As Peter Messerschmidt, popular HSP blogger writes: “Unfortunately, many HSPs struggle with planning, as it tends to be a rather “left brain” (analytical) type of thinking process, where most HSPs prefer “right brain” (intuitive/subjective) thinking. However, in the interest of self-preservation, planning is one of those areas where we are well served by stepping outside our comfort zones.”

Steps For Planning

Consider taking some steps to do more planning by answering the questions above to give yourself a picture of where you are in you life.
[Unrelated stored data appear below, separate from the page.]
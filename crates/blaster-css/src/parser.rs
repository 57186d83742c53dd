//! Selector parser
//!
//! Turns selector text into a [`SelectorList`]. Group splitting and
//! combinator tokenizing only act at the top level, so commas and
//! combinator characters inside `[...]`, `(...)` or quotes are left alone.

use crate::selectors::{
    AttributeMatcher, AttributeSelector, Combinator, ComplexSelector, CompoundSelector, NthExpression,
    PseudoClass, SelectorComponent, SelectorList, SelectorPart,
};
use crate::{CssError, CssResult};

/// Parse a comma-separated selector list
pub fn parse_selector_list(selector: &str) -> CssResult<SelectorList> {
    let groups = split_selector_groups(selector)?;
    let mut complex = Vec::with_capacity(groups.len());
    for group in groups {
        complex.push(parse_complex(&group, selector)?);
    }
    tracing::trace!(selector, groups = complex.len(), "parsed selector list");
    Ok(SelectorList(complex))
}

/// Bracket, parenthesis and quote nesting of a scan
#[derive(Default)]
struct Nesting {
    brackets: usize,
    parens: usize,
    quote: Option<char>,
}

impl Nesting {
    /// Account for `ch`; false on an unbalanced closing character
    fn feed(&mut self, ch: char) -> bool {
        if let Some(quote) = self.quote {
            if ch == quote {
                self.quote = None;
            }
            return true;
        }
        match ch {
            '"' | '\'' => self.quote = Some(ch),
            '[' => self.brackets += 1,
            '(' => self.parens += 1,
            ']' => match self.brackets.checked_sub(1) {
                Some(depth) => self.brackets = depth,
                None => return false,
            },
            ')' => match self.parens.checked_sub(1) {
                Some(depth) => self.parens = depth,
                None => return false,
            },
            _ => {}
        }
        true
    }

    fn is_top_level(&self) -> bool {
        self.brackets == 0 && self.parens == 0 && self.quote.is_none()
    }
}

fn split_selector_groups(selector: &str) -> CssResult<Vec<String>> {
    let mut groups = Vec::new();
    let mut current = String::new();
    let mut nesting = Nesting::default();

    for ch in selector.chars() {
        if ch == ',' && nesting.is_top_level() {
            let trimmed = current.trim();
            if trimmed.is_empty() {
                return Err(CssError::selector(selector, "empty selector in list"));
            }
            groups.push(trimmed.to_string());
            current.clear();
            continue;
        }
        if !nesting.feed(ch) {
            return Err(CssError::selector(selector, format!("unbalanced '{ch}'")));
        }
        current.push(ch);
    }

    if !nesting.is_top_level() {
        return Err(CssError::selector(selector, "unterminated bracket, parenthesis or string"));
    }
    let trimmed = current.trim();
    if trimmed.is_empty() {
        return Err(CssError::selector(selector, "empty selector"));
    }
    groups.push(trimmed.to_string());
    Ok(groups)
}

enum Token {
    Compound(String),
    Combinator(Combinator),
}

fn tokenize_selector(group: &str, source: &str) -> CssResult<Vec<Token>> {
    let mut tokens = Vec::new();
    let mut current = String::new();
    let mut nesting = Nesting::default();

    let flush = |current: &mut String, tokens: &mut Vec<Token>| {
        if !current.is_empty() {
            tokens.push(Token::Compound(std::mem::take(current)));
        }
    };

    for ch in group.chars() {
        if nesting.is_top_level() {
            let combinator = match ch {
                '>' => Some(Combinator::Child),
                '+' => Some(Combinator::NextSibling),
                '~' => Some(Combinator::SubsequentSibling),
                _ => None,
            };
            if let Some(combinator) = combinator {
                flush(&mut current, &mut tokens);
                tokens.push(Token::Combinator(combinator));
                continue;
            }
            if ch.is_whitespace() {
                flush(&mut current, &mut tokens);
                continue;
            }
        }
        if !nesting.feed(ch) {
            return Err(CssError::selector(source, format!("unbalanced '{ch}'")));
        }
        current.push(ch);
    }
    flush(&mut current, &mut tokens);
    Ok(tokens)
}

fn parse_complex(group: &str, source: &str) -> CssResult<ComplexSelector> {
    let mut parts: Vec<SelectorPart> = Vec::new();
    let mut pending: Option<Combinator> = None;

    for token in tokenize_selector(group, source)? {
        match token {
            Token::Combinator(combinator) => {
                if pending.is_some() || parts.is_empty() {
                    return Err(CssError::selector(source, "misplaced combinator"));
                }
                pending = Some(combinator);
            }
            Token::Compound(text) => {
                let compound = parse_compound(&text, source)?;
                let combinator = if parts.is_empty() {
                    None
                } else {
                    Some(pending.take().unwrap_or(Combinator::Descendant))
                };
                parts.push(SelectorPart { compound, combinator });
            }
        }
    }

    if parts.is_empty() || pending.is_some() {
        return Err(CssError::selector(source, "dangling combinator"));
    }
    Ok(ComplexSelector { parts })
}

/// Character cursor over one compound selector
struct Cursor<'a> {
    chars: Vec<char>,
    pos: usize,
    source: &'a str,
}

impl<'a> Cursor<'a> {
    fn new(text: &str, source: &'a str) -> Self {
        Self {
            chars: text.chars().collect(),
            pos: 0,
            source,
        }
    }

    fn peek(&self) -> Option<char> {
        self.chars.get(self.pos).copied()
    }

    fn peek_at(&self, offset: usize) -> Option<char> {
        self.chars.get(self.pos + offset).copied()
    }

    fn bump(&mut self) -> Option<char> {
        let ch = self.peek()?;
        self.pos += 1;
        Some(ch)
    }

    fn eat(&mut self, ch: char) -> bool {
        if self.peek() == Some(ch) {
            self.pos += 1;
            true
        } else {
            false
        }
    }

    fn skip_whitespace(&mut self) {
        while self.peek().is_some_and(char::is_whitespace) {
            self.pos += 1;
        }
    }

    fn error(&self, message: impl Into<String>) -> CssError {
        CssError::selector(self.source, message)
    }

    fn ident(&mut self) -> CssResult<String> {
        let mut out = String::new();
        while let Some(ch) = self.peek() {
            if ch == '\\' {
                self.pos += 1;
                let escaped = self.bump().ok_or_else(|| self.error("dangling escape"))?;
                out.push(escaped);
            } else if ch.is_alphanumeric() || ch == '-' || ch == '_' || !ch.is_ascii() {
                out.push(ch);
                self.pos += 1;
            } else {
                break;
            }
        }
        if out.is_empty() {
            return Err(self.error(format!("expected identifier at offset {}", self.pos)));
        }
        Ok(out)
    }

    /// Raw text up to the parenthesis closing the one just consumed
    fn parenthesized(&mut self) -> CssResult<String> {
        let mut nesting = Nesting {
            parens: 1,
            ..Nesting::default()
        };
        let mut out = String::new();
        while let Some(ch) = self.bump() {
            if !nesting.feed(ch) {
                return Err(self.error("unbalanced parenthesis"));
            }
            if nesting.parens == 0 && nesting.quote.is_none() {
                return Ok(out);
            }
            out.push(ch);
        }
        Err(self.error("unterminated parenthesis"))
    }

    fn quoted(&mut self, quote: char) -> CssResult<String> {
        let mut out = String::new();
        while let Some(ch) = self.bump() {
            match ch {
                '\\' => out.push(self.bump().ok_or_else(|| self.error("dangling escape"))?),
                c if c == quote => return Ok(out),
                c => out.push(c),
            }
        }
        Err(self.error("unterminated string"))
    }
}

fn parse_compound(text: &str, source: &str) -> CssResult<CompoundSelector> {
    let mut cursor = Cursor::new(text, source);
    let mut components = Vec::new();

    while let Some(ch) = cursor.peek() {
        let component = match ch {
            '*' if components.is_empty() => {
                cursor.bump();
                SelectorComponent::Universal
            }
            '#' => {
                cursor.bump();
                SelectorComponent::Id(cursor.ident()?)
            }
            '.' => {
                cursor.bump();
                SelectorComponent::Class(cursor.ident()?)
            }
            '[' => {
                cursor.bump();
                SelectorComponent::Attribute(parse_attribute(&mut cursor)?)
            }
            ':' => {
                cursor.bump();
                if cursor.eat(':') {
                    SelectorComponent::PseudoElement(cursor.ident()?.to_ascii_lowercase())
                } else {
                    parse_pseudo(&mut cursor)?
                }
            }
            c if components.is_empty() && (c.is_alphabetic() || c == '_' || c == '-' || c == '\\') => {
                SelectorComponent::Type(cursor.ident()?.to_ascii_lowercase())
            }
            c => return Err(cursor.error(format!("unexpected '{c}'"))),
        };
        components.push(component);
    }

    Ok(CompoundSelector { components })
}

fn parse_attribute(cursor: &mut Cursor<'_>) -> CssResult<AttributeSelector> {
    cursor.skip_whitespace();
    let name = cursor.ident()?.to_ascii_lowercase();
    cursor.skip_whitespace();

    if cursor.eat(']') {
        return Ok(AttributeSelector {
            name,
            matcher: None,
            case_insensitive: false,
        });
    }

    let operator = match cursor.bump() {
        Some('=') => '=',
        Some(op @ ('~' | '|' | '^' | '$' | '*')) if cursor.eat('=') => op,
        _ => return Err(cursor.error("invalid attribute operator")),
    };

    cursor.skip_whitespace();
    let value = match cursor.peek() {
        Some(quote @ ('"' | '\'')) => {
            cursor.bump();
            cursor.quoted(quote)?
        }
        _ => cursor.ident()?,
    };

    cursor.skip_whitespace();
    let case_insensitive = match cursor.peek() {
        Some('i' | 'I') => {
            cursor.bump();
            true
        }
        Some('s' | 'S') => {
            cursor.bump();
            false
        }
        _ => false,
    };
    cursor.skip_whitespace();
    if !cursor.eat(']') {
        return Err(cursor.error("unterminated attribute selector"));
    }

    let matcher = match operator {
        '=' => AttributeMatcher::Exact(value),
        '~' => AttributeMatcher::Contains(value),
        '|' => AttributeMatcher::DashMatch(value),
        '^' => AttributeMatcher::Prefix(value),
        '$' => AttributeMatcher::Suffix(value),
        _ => AttributeMatcher::Substring(value),
    };
    Ok(AttributeSelector {
        name,
        matcher: Some(matcher),
        case_insensitive,
    })
}

fn parse_pseudo(cursor: &mut Cursor<'_>) -> CssResult<SelectorComponent> {
    let name = cursor.ident()?.to_ascii_lowercase();

    if cursor.peek() != Some('(') {
        if let Some(pseudo) = PseudoClass::from_name(&name) {
            return Ok(SelectorComponent::PseudoClass(pseudo));
        }
        // CSS2 pseudo-elements written with a single colon
        return match name.as_str() {
            "before" | "after" | "first-line" | "first-letter" => Ok(SelectorComponent::PseudoElement(name)),
            _ => Err(cursor.error(format!("unknown pseudo-class ':{name}'"))),
        };
    }

    cursor.bump();
    let argument = cursor.parenthesized()?;
    let nth = |arg: &str| {
        NthExpression::parse(arg).ok_or_else(|| cursor.error(format!("invalid :{name}() argument '{arg}'")))
    };

    let pseudo = match name.as_str() {
        "not" => PseudoClass::Not(parse_selector_list(&argument)?),
        "is" | "matches" | "any" => PseudoClass::Is(parse_selector_list(&argument)?),
        "where" => PseudoClass::Where(parse_selector_list(&argument)?),
        "has" => PseudoClass::Has(parse_selector_list(&argument)?),
        "nth-child" => PseudoClass::NthChild(nth(&argument)?),
        "nth-last-child" => PseudoClass::NthLastChild(nth(&argument)?),
        "nth-of-type" => PseudoClass::NthOfType(nth(&argument)?),
        "nth-last-of-type" => PseudoClass::NthLastOfType(nth(&argument)?),
        "lang" => {
            let lang = argument.trim().trim_matches(|c| c == '"' || c == '\'');
            if lang.is_empty() {
                return Err(cursor.error(":lang() needs an argument"));
            }
            PseudoClass::Lang(lang.to_ascii_lowercase())
        }
        _ => return Err(cursor.error(format!("unknown functional pseudo-class ':{name}()'"))),
    };
    Ok(SelectorComponent::PseudoClass(pseudo))
}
Depending on your situation it may be easier to start small with one life area and make improvements before moving on to other challenges.
Here are some small planning steps you can take:
  • conduct an assessment
  • identify the areas you want to change
  • pick a place to start
  • identify what you need to make the change: support, information, tools etc.
  • pick some ideas for making changes and pick a strategy that suits you
  • make changes and notice the results
  • journal about your progress.  It is a good way to think things through as well as release frustration safely.
Planning can help you will put yourself on a path to a more satisfactory life. If you take it one step at a time, and make small changes, you will be able to combine the left brained planning functions with your intuitive sense and gain a new life skill that can serve you well.

About Maria Hill

Maria Hill is the founder of Sensitive Evolution. She is the author of The Emerging Sensitive: A Guide For Finding Your Place In The World. In addition, she has created the immersive Emerging Sensitive Program of "sensory processing yoga" using frameworks to help sensitive people master their sensitivity and turn it into the asset it can be. She also offers the Emerging Sensitive Community focused on living in the world as a sensitive person and navigating the challenging cultural shifts of our times. She is a longtime meditator, reiki master, student of alternative health and Ayurveda. Maria is also an abstract painter whose portfolio can be found at Infinite Shape and also very interested in animal and human rights and the environment.

2 Comments

  1. Heidi B. on September 3, 2018 at 8:12 am

    Maria,
    I like the Planning Steps.
    I am going to start a journal.
    I work well with lists and have a new list daily.
    Now, the list will be about me.
    Ready to dive in!
    Thanks for your great ideas!



    • Maria Hill on September 3, 2018 at 8:14 am

      Thanks, Heidi – I am glad the article was helpful. I like lists myself and use them to keep on track. It helps me to avoid distractions. Good luck with your new work strategy.